Eté 1983 : alors que Sophie Calle erre dans le soleil des rues parisiennes, elle découvre un carnet d’adresses à la couverture rouge aguicheuse, perdu. Submergée par la curiosité qu’éveille en elle le défilement des pages recouvertes d’inscriptions informelles rédigées par son propriétaire, l’artiste décide de faire sa connaissance. Rejetant la simplicité d’une rencontre frontale par jeu et crainte de la déception comme par intérêt pour le labyrinthe des représentations sociales, elle décide que cette personnalité intrigante lui sera révélée par bribes, par l’intermédiaire des personnes dont les noms noircissent les pages de l’index.

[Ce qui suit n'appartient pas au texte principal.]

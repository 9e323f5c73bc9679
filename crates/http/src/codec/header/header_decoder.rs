//! Request head decoder.
//!
//! Parses the request line and the header block that follows it, one line at a time, using
//! [`LineDecoder`]. State survives between calls, so the head may arrive in any number of
//! pieces.
//!
//! # Request line
//!
//! The first line is split on single spaces and must yield exactly three tokens: method,
//! target and version. Anything else, including an empty line or doubled spaces, is
//! [`ParseError::MalformedRequest`].
//!
//! # Headers
//!
//! Every following non-empty line must contain a `:`. The name is everything before the
//! first `:`; the value is everything after it with leading spaces (not tabs) removed.
//! Trailing whitespace is kept. A repeated name overwrites the earlier value. An empty line
//! ends the head.
//!
//! # Limits
//!
//! - Maximum size of the whole head: 64KB
//! - Maximum declared POST body: 10MB

use std::mem;

use bytes::BytesMut;
use tokio_util::codec::Decoder;
use tracing::{debug, trace};

use crate::codec::LineDecoder;
use crate::ensure;
use crate::protocol::{Headers, ParseError, PayloadSize, RequestHead, RequestKind};

/// Maximum size in bytes allowed for the request line and headers together
pub const MAX_HEADER_BYTES: usize = 64 * 1024;

/// Maximum `Content-Length` accepted for a POST body
pub const MAX_PAYLOAD_BYTES: u64 = 10 * 1024 * 1024;

const CONTENT_LENGTH: &str = "Content-Length";

/// Decoder for the request head implementing the [`Decoder`] trait.
///
/// Yields the parsed [`RequestHead`] together with the [`PayloadSize`] of the body that
/// follows it.
#[derive(Debug, Default)]
pub struct HeaderDecoder {
    line_decoder: LineDecoder,
    request_line: Option<RequestLine>,
    headers: Headers,
    consumed: usize,
}

#[derive(Debug)]
struct RequestLine {
    method: String,
    target: String,
    version: String,
}

impl HeaderDecoder {
    pub fn new() -> Self {
        Self::default()
    }

    /// Returns true if no byte of a request head has been consumed yet.
    pub fn is_idle(&self) -> bool {
        self.consumed == 0
    }
}

impl Decoder for HeaderDecoder {
    type Item = (RequestHead, PayloadSize);
    type Error = ParseError;

    /// Attempts to decode a complete request head from the provided buffer.
    ///
    /// # Returns
    ///
    /// - `Ok(Some((head, payload_size)))` once the empty line ending the headers was read
    /// - `Ok(None)` if more data is needed
    /// - `Err(ParseError)` on a malformed request line or header, an oversized head, or an
    ///   invalid or oversized `Content-Length` on a POST request
    fn decode(&mut self, src: &mut BytesMut) -> Result<Option<Self::Item>, Self::Error> {
        loop {
            let before = src.len();
            let Some(line) = self.line_decoder.decode(src)? else {
                let pending = self.consumed + src.len();
                ensure!(pending <= MAX_HEADER_BYTES, ParseError::too_large_header(pending, MAX_HEADER_BYTES));
                return Ok(None);
            };

            self.consumed += before - src.len();
            ensure!(self.consumed <= MAX_HEADER_BYTES, ParseError::too_large_header(self.consumed, MAX_HEADER_BYTES));

            let Some(request_line) = self.request_line.take() else {
                let request_line = parse_request_line(&line)?;
                trace!(method = %request_line.method, target = %request_line.target, "parsed request line");
                self.request_line = Some(request_line);
                continue;
            };

            if line.is_empty() {
                let headers = mem::take(&mut self.headers);
                self.consumed = 0;

                let RequestLine { method, target, version } = request_line;
                let head = RequestHead::new(method, target, version, headers);
                trace!(header_count = head.headers().len(), "parsed request head");

                let payload_size = parse_payload(&head)?;
                return Ok(Some((head, payload_size)));
            }

            self.request_line = Some(request_line);
            let (name, value) = parse_header_line(&line)?;
            debug!(name, value, "header");
            self.headers.insert(name, value);
        }
    }
}

fn parse_request_line(line: &str) -> Result<RequestLine, ParseError> {
    let tokens = line.split(' ').collect::<Vec<_>>();
    let [method, target, version] = tokens.as_slice() else {
        return Err(ParseError::malformed_request(line));
    };

    Ok(RequestLine { method: method.to_ascii_uppercase(), target: (*target).to_owned(), version: (*version).to_owned() })
}

fn parse_header_line(line: &str) -> Result<(&str, &str), ParseError> {
    let (name, value) = line.split_once(':').ok_or_else(|| ParseError::malformed_header(line))?;
    Ok((name, value.trim_start_matches(' ')))
}

/// Determines the size of the body that follows the head.
///
/// Only POST requests carry a body. Without a `Content-Length` header the body is empty;
/// the stream is never read until close. The header name is matched case-sensitively.
///
/// # Errors
///
/// Returns `ParseError` if:
/// - the `Content-Length` value is not a non-negative integer
/// - the `Content-Length` value exceeds [`MAX_PAYLOAD_BYTES`]
fn parse_payload(head: &RequestHead) -> Result<PayloadSize, ParseError> {
    if head.kind() != RequestKind::Post {
        return Ok(PayloadSize::new_empty());
    }

    let Some(cl_str) = head.headers().get(CONTENT_LENGTH) else {
        return Ok(PayloadSize::new_empty());
    };

    let length = cl_str.trim().parse::<u64>().map_err(|e| ParseError::invalid_content_length(format!("value {cl_str:?} is not u64: {e}")))?;

    ensure!(length <= MAX_PAYLOAD_BYTES, ParseError::payload_too_large(length, MAX_PAYLOAD_BYTES));

    Ok(PayloadSize::new_length(length))
}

Après délibération entre différents sentiments mêlés d’angoisse et de culpabilité, Sophie Calle, que l’impudeur n’a jamais dérangée, compose fébrilement un premier numéro de téléphone. L’interlocuteur, pioché au hasard dans les 408 contacts du carnet d’adresses, accepte de la rencontrer. C’est le début de l’histoire de Pierre D., racontée à voix croisées par ses connivences ou vagues connaissances au rythme aléatoire des rencontres de l’artiste avec les inconnus qui peuplent le monde de l’homme espionné à son insu.
Réponse à l’objet découvert, Sophie Calle compile ses découvertes sur le modèle d’un journal intime. Chaque rencontre fait l’objet d’une publication quotidienne dans le journal français Libération, donnant de plus de plus de détails au sujet du propriétaire du carnet et faisant peu à peu glisser le voyeurisme de l’artiste vers celui qu’elle communique au lecteur tendu qui attend chaque jour un nouvel épisode de cette enquête intrusive. A mesure que les chapitres s’accumulent, révélant des aspects intimes de Pierre D., son anonymat est compromis, son identification est possible, et l’indiscrétion confortable dans lequel se plaisait le lecteur est remplacée par la pression lente et excitante d’être démasqué.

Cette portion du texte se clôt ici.